Crunchy croutons and deep fried food items (crispy onions, fried wonton strips, taco shells). Try a handful of nutrient dense seeds and nuts instead, such as sunflower seeds, pumpkin seeds, pecans or walnuts. They add pizzazz to a salad with texture and crunch.
Fried and processed meats. Healthy protein added to a salad makes a balanced meal. Fried meats are high in calories, saturated fat and sodium. Select grilled or baked turkey, chicken or fish. Hard-boiled egg slices are another healthy option. Plant-based protein ideas include tasty satisfying garbanzo beans (chickpeas), black beans and edamame.
High-calorie toppings and dressings. Make the best choice. Choose vinaigrette or a simple olive oil and balsamic vinegar. These are full of healthy fat, not sugar, sodium and calories. Bypass creamy and sweet dressings (French, Thousand Island, blue cheese, etc.). Squeeze lemon or lime juice on top, or choose salsa. And, don’t forget to request dressing on the side when dining out.

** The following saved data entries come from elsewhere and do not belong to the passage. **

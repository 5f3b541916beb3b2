pub mod condition;
pub mod key;
pub mod stimulus;
pub mod trial;

pub use condition::{
    Condition, ConditionFlags, ConditionId, ImageCondition, UnknownCondition, WordCondition,
};
pub use key::{Key, Side};
pub use stimulus::{
    CatalogRow, Category, ImageContent, Lexicality, Orientation, PresentationTime,
    StimulusDescriptor, StimulusSource, UnknownLabel,
};
pub use trial::{Outcome, ResponseRecord, TrialState};
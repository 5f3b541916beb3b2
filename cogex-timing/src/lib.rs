pub mod manual;
pub mod timer;

pub use manual::ManualTimer;
pub use timer::{HighPrecisionTimer, Stopwatch, Timer};
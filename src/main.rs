mod console;
mod logging;

use std::path::PathBuf;

use anyhow::{Context, Result};
use clap::{Parser, ValueEnum};
use cogex_experiment::{
    run_configured, CsvStore, ExperimentConfig, ExperimentFiles, RunOutcome, TaskKind,
};
use cogex_timing::HighPrecisionTimer;
use rand::rngs::StdRng;
use rand::SeedableRng;
use tracing::info;

#[derive(Parser)]
#[command(name = "cogex")]
#[command(about = "Run an image sorting or word recognition experiment in the terminal")]
struct Cli {
    /// TOML experiment configuration
    #[arg(short, long)]
    config: Option<PathBuf>,

    /// Built-in experiment to run when no configuration is given
    #[arg(long, value_enum)]
    task: Option<TaskArg>,

    /// Experiment directory holding `input/` and `data/`
    #[arg(long)]
    dir: Option<PathBuf>,

    /// Seed for stimulus order, for reproducible sessions
    #[arg(long)]
    seed: Option<u64>,

    /// Give up waiting for a response after this many milliseconds
    #[arg(long)]
    timeout_ms: Option<u64>,
}

#[derive(Clone, Copy, ValueEnum)]
enum TaskArg {
    ImageSorting,
    WordRecognition,
}

impl From<TaskArg> for TaskKind {
    fn from(task: TaskArg) -> Self {
        match task {
            TaskArg::ImageSorting => TaskKind::ImageSorting,
            TaskArg::WordRecognition => TaskKind::WordRecognition,
        }
    }
}

fn main() -> Result<()> {
    logging::init();
    let cli = Cli::parse();

    let mut config = match &cli.config {
        Some(path) => ExperimentConfig::load(path)
            .with_context(|| format!("loading configuration {}", path.display()))?,
        None => ExperimentConfig::for_task(cli.task.map_or(TaskKind::ImageSorting, Into::into)),
    };
    if let Some(dir) = cli.dir {
        config.experiment_dir = dir;
    }
    if cli.seed.is_some() {
        config.seed = cli.seed;
    }
    if cli.timeout_ms.is_some() {
        config.response_timeout_ms = cli.timeout_ms;
    }
    config.validate()?;

    let mut rng = match config.seed {
        Some(seed) => StdRng::seed_from_u64(seed),
        None => StdRng::from_os_rng(),
    };
    let files = ExperimentFiles::new(&config.experiment_dir);
    let mut sink = CsvStore::new(files.data_dir(), config.summary_file.as_str());
    let (mut surface, mut form) = console::open();

    info!(
        task = ?config.task,
        dir = %config.experiment_dir.display(),
        seed = ?config.seed,
        "starting experiment"
    );
    let outcome = run_configured(
        &config,
        &mut surface,
        &mut form,
        &mut sink,
        HighPrecisionTimer::new(),
        &mut rng,
    )
    .with_context(|| format!("running {}", config.experiment_name))?;

    match outcome {
        RunOutcome::Completed(report) => {
            let overall = &report.summary.overall;
            println!("Experiment Results:");
            println!("Trials: {}, Correct: {}", overall.trials, overall.correct);
            if let (Some(mean), Some(min), Some(max)) = (overall.mean_rt, overall.min_rt, overall.max_rt)
            {
                println!("Reaction times: mean {mean:.3} s, min {min:.3} s, max {max:.3} s");
            }
            println!("Results saved to {}", report.responses.display());
        }
        RunOutcome::Cancelled => println!("Experiment cancelled."),
    }
    Ok(())
}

A salad on top of your salad. Pasta, potato or other creamy salads nestled on top of that lean nutritious salad you created defeats your healthy salad goal. Instead, think cooked grains that add fiber and B vitamins plus texture. Quinoa, brown rice, barley and farro are several grains to try in your next salad.

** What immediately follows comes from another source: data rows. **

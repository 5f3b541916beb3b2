use std::fmt;

use serde::{Deserialize, Serialize};

/// Name of a response key as reported by the presentation surface.
///
/// Key names are compared case-insensitively, so they are stored lowercased.
#[derive(Debug, Clone, PartialEq, Eq, Hash, Serialize, Deserialize)]
#[serde(from = "String", into = "String")]
pub struct Key(String);

impl Key {
    pub fn new(name: impl Into<String>) -> Self {
        Self(name.into().trim().to_lowercase())
    }

    pub fn as_str(&self) -> &str {
        &self.0
    }
}

impl From<String> for Key {
    fn from(name: String) -> Self {
        Self::new(name)
    }
}

impl From<&str> for Key {
    fn from(name: &str) -> Self {
        Self::new(name)
    }
}

impl From<Key> for String {
    fn from(key: Key) -> Self {
        key.0
    }
}

impl fmt::Display for Key {
    fn fmt(&self, f: &mut fmt::Formatter<'_>) -> fmt::Result {
        f.write_str(&self.0)
    }
}

/// Response side for two-alternative tasks.
#[derive(Debug, Clone, Copy, PartialEq, Eq, Hash)]
pub enum Side {
    Left,
    Right,
}

impl Side {
    pub fn key(self) -> Key {
        match self {
            Side::Left => Key::new("left"),
            Side::Right => Key::new("right"),
        }
    }
}
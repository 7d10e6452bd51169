//! Element types for arena tensors
//!
//! Strides are stored in bytes, so every tensor carries its element type
//! and the engine derives `nb[0]` from `DType::size_of`. Tensors are always
//! `F32`. `F16` and `I32` are only recognised as tags: allocating them is
//! refused with `EngineError::UnsupportedDType`.

use std::fmt;

/// Element type tag of a tensor
#[derive(Clone, Copy, Debug, PartialEq, Eq, Hash, Default)]
#[repr(u8)]
pub enum DType {
    /// 16-bit floating point (IEEE 754 half precision)
    F16 = 0,
    /// 32-bit floating point (default)
    #[default]
    F32 = 1,
    /// 32-bit signed integer
    I32 = 2,
}

impl DType {
    /// Returns the size in bytes of a single element of this dtype
    #[must_use]
    pub fn size_of(&self) -> usize {
        match self {
            DType::F16 => 2,
            DType::F32 | DType::I32 => 4,
        }
    }

    /// Returns the name of this dtype as a string
    #[must_use]
    pub fn name(&self) -> &'static str {
        match self {
            DType::F16 => "f16",
            DType::F32 => "f32",
            DType::I32 => "i32",
        }
    }

    /// Whether the engine can compute with this dtype
    #[must_use]
    pub fn is_supported(&self) -> bool {
        matches!(self, DType::F32)
    }
}

impl fmt::Display for DType {
    fn fmt(&self, f: &mut fmt::Formatter<'_>) -> fmt::Result {
        write!(f, "{}", self.name())
    }
}
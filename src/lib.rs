//! # mulmat-check
//!
//! A small arena-based tensor engine with reverse-mode autodiff, and a
//! randomised harness that checks its batched, stride-aware `mul_mat`.
//!
//! ## Engine
//! - [`Context`]: byte-budgeted arena owning every tensor; handles are [`TensorId`]s
//! - Ops: `mul_mat`, `transpose` (a view), `cont`, `add`, `repeat`, `sum`
//! - [`Graph`]: forward/backward graphs, `compute`, `reset`, Graphviz dumps
//!
//! ## Harness
//! - Random shapes and values drawn from a seeded generator
//! - Strided reference product with a fixed absolute tolerance
//! - Central-difference gradient check against the backward graph
//! - A sweep over both operand layouts and 1 to 4 dimensions
//!
//! ```
//! use mulmat_check::{Context, Graph};
//!
//! let mut ctx = Context::default();
//! let a = ctx.from_vec(&[2, 3], &[1.0; 6]).unwrap();
//! let b = ctx.from_vec(&[2, 4], &[1.0; 8]).unwrap();
//! let y = ctx.mul_mat(b, a).unwrap();
//! Graph::build_forward(&ctx, y).compute(&mut ctx).unwrap();
//! assert_eq!(ctx.tensor(y).shape(), &[4, 3]);
//! assert_eq!(ctx.get_f32_1d(y, 0), 2.0);
//! ```

mod autograd;
pub mod config;
pub mod context;
pub mod dtype;
pub mod error;
pub mod graph;
pub mod harness;
pub mod logging;
pub mod ops;
pub mod storage;
pub mod tensor;

pub use context::{Context, ContextParams, DEFAULT_MEM_SIZE};
pub use dtype::DType;
pub use error::{EngineError, HarnessError, Mismatch};
pub use graph::Graph;
pub use harness::{
    FailurePolicy, GradCheckConfig, MatMulVariant, SweepConfig, SweepReport, run_sweep,
};
pub use ops::Op;
pub use ops::matmul::mul_mat_shape;
pub use tensor::{MAX_DIMS, RawTensor, TensorId};
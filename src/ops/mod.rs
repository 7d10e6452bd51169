// Operation enum and forward dispatch
pub mod binary;
pub mod matmul;
pub mod movement;
pub mod reduce;

use crate::context::Context;
use crate::error::{EngineError, Result};
use crate::tensor::TensorId;

/// The operation that produces a tensor.
///
/// `None` marks leaves (inputs, parameters, gradient accumulators).
/// `Transpose` is a view: computing it is a no-op because it reads its
/// source's storage through permuted strides.
#[derive(Clone, Copy, Debug, PartialEq, Eq, Hash, Default)]
pub enum Op {
    #[default]
    None,
    Add,
    Cont,
    Repeat,
    Transpose,
    Sum,
    MulMat,
}

impl Op {
    #[must_use]
    pub fn name(&self) -> &'static str {
        match self {
            Op::None => "NONE",
            Op::Add => "ADD",
            Op::Cont => "CONT",
            Op::Repeat => "REPEAT",
            Op::Transpose => "TRANSPOSE",
            Op::Sum => "SUM",
            Op::MulMat => "MUL_MAT",
        }
    }

    /// Short formula used in graph dumps
    #[must_use]
    pub fn symbol(&self) -> &'static str {
        match self {
            Op::None => "none",
            Op::Add => "x+y",
            Op::Cont => "cont(x)",
            Op::Repeat => "repeat(x)",
            Op::Transpose => "transpose(x)",
            Op::Sum => "Σx",
            Op::MulMat => "X*Y",
        }
    }
}

impl std::fmt::Display for Op {
    fn fmt(&self, f: &mut std::fmt::Formatter<'_>) -> std::fmt::Result {
        f.write_str(self.name())
    }
}

/// Run the forward kernel of a single node
pub(crate) fn compute_forward(ctx: &mut Context, node: TensorId) -> Result<()> {
    match ctx.tensor(node).op {
        Op::None | Op::Transpose => Ok(()),
        Op::Add => binary::compute_add(ctx, node),
        Op::Cont => movement::compute_cont(ctx, node),
        Op::Repeat => movement::compute_repeat(ctx, node),
        Op::Sum => reduce::compute_sum(ctx, node),
        Op::MulMat => matmul::compute_mul_mat(ctx, node),
    }
}

/// First operand of a node
pub(crate) fn src0(ctx: &Context, node: TensorId) -> Result<TensorId> {
    let t = ctx.tensor(node);
    t.src[0].ok_or(EngineError::MissingOperand(t.op.name()))
}

/// Both operands of a binary node
pub(crate) fn src01(ctx: &Context, node: TensorId) -> Result<(TensorId, TensorId)> {
    let t = ctx.tensor(node);
    match t.src {
        [Some(a), Some(b)] => Ok((a, b)),
        _ => Err(EngineError::MissingOperand(t.op.name())),
    }
}

/// Gradient of a node that is known to carry one
pub(crate) fn grad_of(ctx: &Context, node: TensorId) -> Result<TensorId> {
    let t = ctx.tensor(node);
    t.grad.ok_or(EngineError::MissingOperand(t.op.name()))
}

/// Store kernel output into a freshly allocated, contiguous result
pub(crate) fn write_contiguous(ctx: &mut Context, dst: TensorId, values: &[f32]) {
    let start = {
        let t = ctx.tensor(dst);
        debug_assert!(t.is_contiguous());
        debug_assert_eq!(t.nelements(), values.len());
        t.offset / t.dtype.size_of()
    };
    ctx.storage_of_mut(dst)[start..start + values.len()].copy_from_slice(values);
}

Portion size. A hefty salad is okay as long as it’s chock full of nutrient dense foods, not fatty calories.
Not enough vegetables! Raw, cooked, diced and sliced veggies are full of flavor and nutrition, just what a body needs! Some vegetables to add to your next salad:
Corn, tomatoes, sweet potatoes, broccoli, mushrooms, olives, cauliflower, beets, red onions and avocados. Remember to look for pre-chopped veggies in the produce section of your local supermarket, if you don’t have time to prep!

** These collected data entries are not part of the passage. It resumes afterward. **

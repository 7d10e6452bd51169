use super::{Op, grad_of, src0, write_contiguous};
use crate::autograd::accumulate;
use crate::context::Context;
use crate::error::{EngineError, Result};
use crate::tensor::{MAX_DIMS, TensorId, coords};

/// Movement operations: change how data is indexed, never the values.
impl Context {
    /// Swap dimensions 0 and 1 without copying.
    ///
    /// The view shares `a`'s storage and permutes its byte strides; 1-D
    /// inputs become `[1, n]` views.
    pub fn transpose(&mut self, a: TensorId) -> Result<TensorId> {
        let (ne, nb, n_dims) = {
            let t = self.tensor(a);
            let mut ne = t.ne;
            let mut nb = t.nb;
            ne.swap(0, 1);
            nb.swap(0, 1);
            (ne, nb, t.n_dims.max(2))
        };
        self.new_view(a, ne, nb, n_dims, Op::Transpose)
    }

    /// Materialise `a` into a fresh contiguous tensor
    pub fn cont(&mut self, a: TensorId) -> Result<TensorId> {
        let (ne, n_dims) = {
            let t = self.tensor(a);
            (t.ne, t.n_dims)
        };
        self.new_op_tensor(ne, n_dims, Op::Cont, [Some(a), None])
    }

    /// Tile `a` until it has the shape of `like`.
    ///
    /// Every extent of `like` must be a multiple of the matching extent of `a`.
    pub fn repeat(&mut self, a: TensorId, like: TensorId) -> Result<TensorId> {
        let (ne, n_dims) = {
            let (ta, tl) = (self.tensor(a), self.tensor(like));
            if ta.ne.iter().zip(&tl.ne).any(|(&n, &m)| m % n != 0) {
                return Err(EngineError::ShapeMismatch {
                    op: "repeat",
                    lhs: ta.ne,
                    rhs: tl.ne,
                });
            }
            (tl.ne, tl.n_dims)
        };
        self.new_op_tensor(ne, n_dims, Op::Repeat, [Some(a), None])
    }
}

pub(crate) fn compute_cont(ctx: &mut Context, dst: TensorId) -> Result<()> {
    let a = src0(ctx, dst)?;
    let ne = ctx.tensor(dst).ne;
    let out: Vec<f32> = coords(ne).map(|c| ctx.get(a, c)).collect();
    write_contiguous(ctx, dst, &out);
    Ok(())
}

pub(crate) fn compute_repeat(ctx: &mut Context, dst: TensorId) -> Result<()> {
    let a = src0(ctx, dst)?;
    let ne = ctx.tensor(dst).ne;
    let ne_a = ctx.tensor(a).ne;
    let out: Vec<f32> = coords(ne)
        .map(|c| {
            let mut wrapped = [0; MAX_DIMS];
            for d in 0..MAX_DIMS {
                wrapped[d] = c[d] % ne_a[d];
            }
            ctx.get(a, wrapped)
        })
        .collect();
    write_contiguous(ctx, dst, &out);
    Ok(())
}

/// Undo the swap: the source receives the transposed gradient
pub(crate) fn backward_transpose(ctx: &mut Context, node: TensorId) -> Result<()> {
    let a = src0(ctx, node)?;
    let g = grad_of(ctx, node)?;
    let gt = ctx.transpose(g)?;
    accumulate(ctx, a, gt)
}

pub(crate) fn backward_cont(ctx: &mut Context, node: TensorId) -> Result<()> {
    let a = src0(ctx, node)?;
    let g = grad_of(ctx, node)?;
    accumulate(ctx, a, g)
}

Steps to building a healthy salad:
- Start with nutrient-rich leafy greens.
- For variety, add grains and a handful of nuts and seeds.
- Add some lean protein.
- Pile on the veggies and add some fruit, too.
- Top off with a light vinaigrette or a sprinkling of simple olive oil and balsamic vinegar and/or herbs and spices for added flavor.
Fruits and vegetables promote good health. Eating vegetables and fruits of many different colors, particularly dark green vegetables, gives a body a wide range of nutrients, like fiber, folate, potassium and vitamins A and C. And, they are excellent sources of essential vitamins and minerals. Eating generous amounts are likely to reduce risk of chronic diseases, including stroke, type 2 diabetes, certain cancers, and possibly heart disease and high blood pressure. Since they are lower in calories and higher in fiber, it can be easier to control your weight.
What is simpler than whole fruits and vegetables? Just rinse and eat to power-pack your day the fruit and vegetable way!